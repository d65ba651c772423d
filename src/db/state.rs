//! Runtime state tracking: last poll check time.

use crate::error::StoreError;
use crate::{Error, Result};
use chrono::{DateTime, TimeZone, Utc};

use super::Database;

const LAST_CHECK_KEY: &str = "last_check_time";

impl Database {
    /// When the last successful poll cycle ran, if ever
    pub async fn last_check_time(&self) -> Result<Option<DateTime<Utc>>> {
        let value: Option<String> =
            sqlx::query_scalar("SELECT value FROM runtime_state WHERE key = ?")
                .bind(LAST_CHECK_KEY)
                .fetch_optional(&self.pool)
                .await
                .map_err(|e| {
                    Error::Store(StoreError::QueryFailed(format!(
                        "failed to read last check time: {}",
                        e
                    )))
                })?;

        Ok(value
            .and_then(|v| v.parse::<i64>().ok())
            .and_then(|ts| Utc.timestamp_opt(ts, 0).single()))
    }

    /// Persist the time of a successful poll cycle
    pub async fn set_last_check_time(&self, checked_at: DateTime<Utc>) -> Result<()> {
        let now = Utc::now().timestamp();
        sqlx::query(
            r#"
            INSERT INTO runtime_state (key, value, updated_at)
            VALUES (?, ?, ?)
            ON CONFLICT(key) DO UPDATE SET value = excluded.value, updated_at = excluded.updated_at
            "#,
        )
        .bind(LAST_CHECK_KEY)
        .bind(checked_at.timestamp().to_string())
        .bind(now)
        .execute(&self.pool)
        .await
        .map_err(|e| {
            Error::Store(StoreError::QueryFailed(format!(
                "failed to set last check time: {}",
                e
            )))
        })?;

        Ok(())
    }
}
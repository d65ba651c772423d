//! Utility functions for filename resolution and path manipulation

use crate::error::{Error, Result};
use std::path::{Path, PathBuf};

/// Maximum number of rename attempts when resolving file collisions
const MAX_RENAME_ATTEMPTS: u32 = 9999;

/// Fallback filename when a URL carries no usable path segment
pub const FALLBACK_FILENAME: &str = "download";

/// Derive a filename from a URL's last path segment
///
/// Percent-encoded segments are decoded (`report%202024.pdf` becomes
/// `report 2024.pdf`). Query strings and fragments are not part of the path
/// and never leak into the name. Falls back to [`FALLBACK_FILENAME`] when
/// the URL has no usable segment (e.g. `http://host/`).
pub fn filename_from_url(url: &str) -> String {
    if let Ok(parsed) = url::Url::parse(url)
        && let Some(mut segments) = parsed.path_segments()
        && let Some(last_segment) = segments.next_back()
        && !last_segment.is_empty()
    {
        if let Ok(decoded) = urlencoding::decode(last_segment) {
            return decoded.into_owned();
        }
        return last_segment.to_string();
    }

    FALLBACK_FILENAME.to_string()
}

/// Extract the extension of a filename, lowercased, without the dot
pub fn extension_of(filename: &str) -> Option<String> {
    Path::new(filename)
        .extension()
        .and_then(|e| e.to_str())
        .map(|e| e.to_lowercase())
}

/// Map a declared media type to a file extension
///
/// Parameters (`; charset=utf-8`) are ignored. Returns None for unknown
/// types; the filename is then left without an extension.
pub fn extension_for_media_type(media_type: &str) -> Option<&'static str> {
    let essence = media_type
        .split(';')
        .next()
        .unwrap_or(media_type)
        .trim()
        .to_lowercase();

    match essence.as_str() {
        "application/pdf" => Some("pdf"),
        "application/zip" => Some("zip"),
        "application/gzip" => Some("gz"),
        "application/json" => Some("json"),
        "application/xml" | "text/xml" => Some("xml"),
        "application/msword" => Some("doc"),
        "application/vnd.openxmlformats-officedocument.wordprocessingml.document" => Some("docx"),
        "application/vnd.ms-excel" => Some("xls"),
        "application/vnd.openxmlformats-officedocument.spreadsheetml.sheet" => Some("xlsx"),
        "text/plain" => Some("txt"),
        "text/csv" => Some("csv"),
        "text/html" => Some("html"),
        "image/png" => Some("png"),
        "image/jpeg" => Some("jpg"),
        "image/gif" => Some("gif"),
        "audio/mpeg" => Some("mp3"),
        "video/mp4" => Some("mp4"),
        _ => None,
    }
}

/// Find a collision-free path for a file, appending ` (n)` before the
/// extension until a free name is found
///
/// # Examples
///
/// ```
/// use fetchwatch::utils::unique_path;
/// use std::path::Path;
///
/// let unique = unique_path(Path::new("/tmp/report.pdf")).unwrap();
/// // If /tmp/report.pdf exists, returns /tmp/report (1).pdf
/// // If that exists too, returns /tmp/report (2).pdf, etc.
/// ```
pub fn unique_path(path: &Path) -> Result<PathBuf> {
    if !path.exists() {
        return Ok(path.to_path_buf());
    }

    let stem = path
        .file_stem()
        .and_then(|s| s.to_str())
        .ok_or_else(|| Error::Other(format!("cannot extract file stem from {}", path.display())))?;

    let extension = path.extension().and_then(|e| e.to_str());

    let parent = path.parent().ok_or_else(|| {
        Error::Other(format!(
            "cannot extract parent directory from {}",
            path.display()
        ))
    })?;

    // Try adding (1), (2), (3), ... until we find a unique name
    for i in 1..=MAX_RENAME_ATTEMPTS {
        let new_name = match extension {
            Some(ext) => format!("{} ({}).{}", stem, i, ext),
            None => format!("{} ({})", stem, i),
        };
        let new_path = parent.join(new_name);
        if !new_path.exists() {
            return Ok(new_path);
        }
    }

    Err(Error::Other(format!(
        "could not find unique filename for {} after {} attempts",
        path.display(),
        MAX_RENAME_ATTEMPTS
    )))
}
........
* _ACTIVITY_: Your answer must be the complete listing, reproduced exactly.

* _EXERCISE OUTPUT_:
repository d65ba651c772423d
filename src/db/state.rs
//! Runtime state tracking: last poll check time.

use crate::error::StoreError;
use crate::{Error, Result};
use chrono::{DateTime, TimeZone, Utc};

use super::Database;

const LAST_CHECK_KEY: &str = "last_check_time";

impl Database {
    /// When the last successful poll cycle ran, if ever
    pub async fn last_check_time(&self) -> Result<Option<DateTime<Utc>>> {
        let value: Option<String> =
            sqlx::query_scalar("SELECT value FROM runtime_state WHERE key = ?")
                .bind(LAST_CHECK_KEY)
                .fetch_optional(&self.pool)
                .await
                .map_err(|e| {
                    Error::Store(StoreError::QueryFailed(format!(
                        "failed to read last check time: {}",
                        e
                    )))
                })?;

        Ok(value
            .and_then(|v| v.parse::<i64>().ok())
            .and_then(|ts| Utc.timestamp_opt(ts, 0).single()))
    }

    /// Persist the time of a successful poll cycle
    pub async fn set_last_check_time(&self, checked_at: DateTime<Utc>) -> Result<()> {
        let now = Utc::now().timestamp();
        sqlx::query(
            r#"
            INSERT INTO runtime_state (key, value, updated_at)
            VALUES (?, ?, ?)
            ON CONFLICT(key) DO UPDATE SET value = excluded.value, updated_at = excluded.updated_at
            "#,
        )
        .bind(LAST_CHECK_KEY)
        .bind(checked_at.timestamp().to_string())
        .bind(now)
        .execute(&self.pool)
        .await
        .map_err(|e| {
            Error::Store(StoreError::QueryFailed(format!(
                "failed to set last check time: {}",
                e
            )))
        })?;

        Ok(())
    }
}
repository d65ba651c772423d
//! Utility functions for filename resolution and path manipulation

use crate::error::{Error, Result};
use std::path::{Path, PathBuf};

/// Maximum number of rename attempts when resolving file collisions
const MAX_RENAME_ATTEMPTS: u32 = 9999;

/// Fallback filename when a URL carries no usable path segment
pub const FALLBACK_FILENAME: &str = "download";

/// Derive a filename from a URL's last path segment
///
/// Percent-encoded segments are decoded (`report%202024.pdf` becomes
/// `report 2024.pdf`). Query strings and fragments are not part of the path
/// and never leak into the name. Falls back to [`FALLBACK_FILENAME`] when
/// the URL has no usable segment (e.g. `http://host/`).
pub fn filename_from_url(url: &str) -> String {
    if let Ok(parsed) = url::Url::parse(url)
        && let Some(mut segments) = parsed.path_segments()
        && let Some(last_segment) = segments.next_back()
        && !last_segment.is_empty()
    {
        if let Ok(decoded) = urlencoding::decode(last_segment) {
            return decoded.into_owned();
        }
        return last_segment.to_string();
    }

    FALLBACK_FILENAME.to_string()
}

/// Extract the extension of a filename, lowercased, without the dot
pub fn extension_of(filename: &str) -> Option<String> {
    Path::new(filename)
        .extension()
        .and_then(|e| e.to_str())
        .map(|e| e.to_lowercase())
}

/// Map a declared media type to a file extension
///
/// Parameters (`; charset=utf-8`) are ignored. Returns None for unknown
/// types; the filename is then left without an extension.
pub fn extension_for_media_type(media_type: &str) -> Option<&'static str> {
    let essence = media_type
        .split(';')
        .next()
        .unwrap_or(media_type)
        .trim()
        .to_lowercase();

    match essence.as_str() {
        "application/pdf" => Some("pdf"),
        "application/zip" => Some("zip"),
        "application/gzip" => Some("gz"),
        "application/json" => Some("json"),
        "application/xml" | "text/xml" => Some("xml"),
        "application/msword" => Some("doc"),
        "application/vnd.openxmlformats-officedocument.wordprocessingml.document" => Some("docx"),
        "application/vnd.ms-excel" => Some("xls"),
        "application/vnd.openxmlformats-officedocument.spreadsheetml.sheet" => Some("xlsx"),
        "text/plain" => Some("txt"),
        "text/csv" => Some("csv"),
        "text/html" => Some("html"),
        "image/png" => Some("png"),
        "image/jpeg" => Some("jpg"),
        "image/gif" => Some("gif"),
        "audio/mpeg" => Some("mp3"),
        "video/mp4" => Some("mp4"),
        _ => None,
    }
}

/// Find a collision-free path for a file, appending ` (n)` before the
/// extension until a free name is found
///
/// # Examples
///
/// ```
/// use fetchwatch::utils::unique_path;
/// use std::path::Path;
///
/// let unique = unique_path(Path::new("/tmp/report.pdf")).unwrap();
/// // If /tmp/report.pdf exists, returns /tmp/report (1).pdf
/// // If that exists too, returns /tmp/report (2).pdf, etc.
/// ```
pub fn unique_path(path: &Path) -> Result<PathBuf> {
    if !path.exists() {
        return Ok(path.to_path_buf());
    }

    let stem = path
        .file_stem()
        .and_then(|s| s.to_str())
        .ok_or_else(|| Error::Other(format!("cannot extract file stem from {}", path.display())))?;

    let extension = path.extension().and_then(|e| e.to_str());

    let parent = path.parent().ok_or_else(|| {
        Error::Other(format!(
            "cannot extract parent directory from {}",
            path.display()
        ))
    })?;

    // Try adding (1), (2), (3), ... until we find a unique name
    for i in 1..=MAX_RENAME_ATTEMPTS {
        let new_name = match extension {
            Some(ext) => format!("{} ({}).{}", stem, i, ext),
            None => format!("{} ({})", stem, i),
        };
        let new_path = parent.join(new_name);
        if !new_path.exists() {
            return Ok(new_path);
        }
    }

    Err(Error::Other(format!(
        "could not find unique filename for {} after {} attempts",
        path.display(),
        MAX_RENAME_ATTEMPTS
    )))
}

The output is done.